Exercise brief
Give the count of lines in the entries that include "cloned", and write nothing besides it.

Input data
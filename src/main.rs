// Testbed Relay - Main Entry Point
// Bridges local motes and an optional upstream relay to one monitoring client

use testbed_relay::config::RelayConfig;
use testbed_relay::net::RelayServer;
use tokio::signal;
use clap::Parser;
use tracing::{info, error};

#[tokio::main(flavor = "current_thread")]
async fn main() -> Result<(), Box<dyn std::error::Error>> {
    let config = RelayConfig::parse();

    init_logging(config.verbose);

    info!("Starting testbed relay");
    if config.no_serial {
        info!("Serial ingestion disabled");
    } else if config.devices.is_empty() {
        info!("Serial devices will be discovered under /dev");
    }

    let mut server = match RelayServer::start(config.listen, config.relay_options()).await {
        Ok(server) => server,
        Err(e) => {
            error!("Failed to listen on {}: {}", config.listen, e);
            return Err(e.into());
        }
    };
    info!("Relay listening on {}", server.addr());

    match signal::ctrl_c().await {
        Ok(()) => info!("Received shutdown signal (Ctrl+C)"),
        Err(err) => {
            error!("Unable to listen for shutdown signal: {}", err);
            return Err(err.into());
        }
    }

    info!("Shutting down...");
    server.shutdown().await;
    // let the session task kill its subprocesses
    tokio::task::yield_now().await;

    Ok(())
}

/// Initialize logging subsystem
fn init_logging(verbose: bool) {
    use tracing_subscriber::fmt::format::FmtSpan;

    let subscriber = tracing_subscriber::fmt()
        .with_target(false)
        .with_thread_ids(false)
        .with_level(true)
        .with_span_events(if verbose {
            FmtSpan::ENTER | FmtSpan::CLOSE
        } else {
            FmtSpan::NONE
        });

    if verbose {
        subscriber
            .with_max_level(tracing::Level::DEBUG)
            .init();
        info!("Verbose logging enabled (DEBUG level)");
    } else {
        subscriber
            .with_max_level(tracing::Level::INFO)
            .init();
    }
}
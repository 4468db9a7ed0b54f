// TCP connection handler
// One line-delimited JSON link (downstream client or upstream peer)

use tokio::net::TcpStream;
use tokio::io::{AsyncBufReadExt, AsyncWriteExt, BufReader, BufWriter, Lines};
use std::net::SocketAddr;
use std::io;

use super::messages::ControlMessage;

/// Represents a single TCP connection carrying one JSON message per line
pub struct Connection {
    reader: Lines<BufReader<tokio::io::ReadHalf<TcpStream>>>,
    writer: BufWriter<tokio::io::WriteHalf<TcpStream>>,
    peer_addr: SocketAddr,
}

impl Connection {
    /// Create a new connection from a TCP stream
    pub fn new(stream: TcpStream, peer_addr: SocketAddr) -> Self {
        let (read_half, write_half) = tokio::io::split(stream);

        Connection {
            reader: BufReader::new(read_half).lines(),
            writer: BufWriter::new(write_half),
            peer_addr,
        }
    }

    /// Open an outgoing connection
    pub async fn connect(addr: &str) -> io::Result<Self> {
        let stream = TcpStream::connect(addr).await?;
        let peer_addr = stream.peer_addr()?;
        stream.set_nodelay(true)?;
        Ok(Self::new(stream, peer_addr))
    }

    /// Get the peer address
    pub fn peer_addr(&self) -> SocketAddr {
        self.peer_addr
    }

    /// Next line with the trailing newline removed; `None` on EOF.
    ///
    /// Cancel safe, so it can sit in a `select!` next to timers and other links.
    pub async fn next_line(&mut self) -> io::Result<Option<String>> {
        self.reader.next_line().await
    }

    /// Write one message as a JSON line
    pub async fn send(&mut self, msg: &ControlMessage) -> io::Result<()> {
        let json_str = serde_json::to_string(msg)?;
        self.writer.write_all(json_str.as_bytes()).await?;
        self.writer.write_all(b"\n").await?;
        self.writer.flush().await?;
        Ok(())
    }

    /// Flush and close the write side
    pub async fn shutdown(&mut self) -> io::Result<()> {
        self.writer.flush().await?;
        self.writer.shutdown().await
    }
}

/// Parse one received line. Blank lines (keep-alives) give `Ok(None)`.
pub fn parse_line(line: &str) -> Result<Option<ControlMessage>, serde_json::Error> {
    let trimmed = line.trim();
    if trimmed.is_empty() {
        return Ok(None);
    }
    serde_json::from_str(trimmed).map(Some)
}
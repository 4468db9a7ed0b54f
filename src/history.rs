// State history store
// Append-only log of immutable snapshots with live / frozen viewing

use std::path::Path;
use std::sync::Arc;
use serde::de::DeserializeOwned;
use serde::{Deserialize, Serialize};
use thiserror::Error;
use tracing::debug;

/// A snapshot type that can absorb a partial update.
pub trait Snapshot: Default {
    type Update;

    /// New snapshot: fields present in `update` replace ours, the rest are shared.
    fn merge(&self, update: Self::Update) -> Self;
}

/// Which snapshot `current()` shows.
#[derive(Debug, Clone, Copy, PartialEq, Eq, Serialize, Deserialize)]
#[serde(rename_all = "lowercase")]
pub enum ViewMode {
    /// Always the newest snapshot
    Live,
    /// Pinned to one index
    Frozen(usize),
}

#[derive(Debug, Error)]
pub enum HistoryError {
    #[error("malformed history document: {0}")]
    Parse(#[from] serde_json::Error),
    #[error("history document contains no snapshots")]
    Empty,
    #[error("history file: {0}")]
    Io(#[from] std::io::Error),
}

#[derive(Debug)]
pub struct HistoryStore<S> {
    history: Vec<Arc<S>>,
    /// Shown and merged over while the history is empty
    seed: Arc<S>,
    view: ViewMode,
}

impl<S: Snapshot> HistoryStore<S> {
    pub fn new() -> Self {
        Self::with_seed(S::default())
    }

    pub fn with_seed(seed: S) -> Self {
        HistoryStore {
            history: Vec::new(),
            seed: Arc::new(seed),
            view: ViewMode::Live,
        }
    }

    /// Merge `update` over the newest snapshot and append the result.
    ///
    /// Frozen views are unaffected; the new snapshot is still built on top of the newest one,
    /// not on the one being viewed.
    pub fn append(&mut self, update: S::Update) -> usize {
        let next = self.latest().merge(update);
        self.history.push(Arc::new(next));
        self.history.len() - 1
    }

    /// Switch view. Frozen indices past the end are ignored. Returns the view now in effect.
    pub fn set_view(&mut self, view: ViewMode) -> ViewMode {
        match view {
            ViewMode::Frozen(i) if i >= self.history.len() => {
                debug!("Ignoring view {} (history has {} snapshots)", i, self.history.len());
            }
            v => self.view = v,
        }
        self.view
    }

    pub fn view(&self) -> ViewMode {
        self.view
    }

    pub fn is_live(&self) -> bool {
        self.view == ViewMode::Live
    }

    /// The snapshot being viewed.
    pub fn current(&self) -> Arc<S> {
        match self.view {
            ViewMode::Live => self.latest(),
            ViewMode::Frozen(i) => Arc::clone(&self.history[i]),
        }
    }

    /// The newest snapshot, or the seed when empty.
    pub fn latest(&self) -> Arc<S> {
        self.history.last().cloned().unwrap_or_else(|| Arc::clone(&self.seed))
    }

    pub fn get(&self, index: usize) -> Option<Arc<S>> {
        self.history.get(index).cloned()
    }

    pub fn len(&self) -> usize {
        self.history.len()
    }

    pub fn is_empty(&self) -> bool {
        self.history.is_empty()
    }

    pub fn iter(&self) -> impl Iterator<Item = &Arc<S>> {
        self.history.iter()
    }

    /// Replace the whole history and go live. Empty input is refused.
    pub fn set_history(&mut self, snapshots: Vec<S>) -> Result<(), HistoryError> {
        if snapshots.is_empty() {
            return Err(HistoryError::Empty);
        }
        self.history = snapshots.into_iter().map(Arc::new).collect();
        self.view = ViewMode::Live;
        Ok(())
    }
}

impl<S: Snapshot + Serialize> HistoryStore<S> {
    /// Export as one JSON array.
    pub fn save(&self) -> Result<String, HistoryError> {
        Ok(serde_json::to_string(&self.history)?)
    }

    pub fn save_to_path(&self, path: &Path) -> Result<(), HistoryError> {
        let file = std::fs::File::create(path)?;
        let mut writer = std::io::BufWriter::new(file);
        serde_json::to_writer(&mut writer, &self.history)?;
        std::io::Write::flush(&mut writer)?;
        Ok(())
    }
}

impl<S: Snapshot + DeserializeOwned> HistoryStore<S> {
    /// Import a document produced by `save`. On error the store is left untouched.
    pub fn load(&mut self, json: &str) -> Result<(), HistoryError> {
        let snapshots: Vec<S> = serde_json::from_str(json)?;
        self.set_history(snapshots)
    }

    pub fn load_from_path(&mut self, path: &Path) -> Result<(), HistoryError> {
        let json = std::fs::read_to_string(path)?;
        self.load(&json)
    }
}

impl<S: Snapshot> Default for HistoryStore<S> {
    fn default() -> Self {
        Self::new()
    }
}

Response
2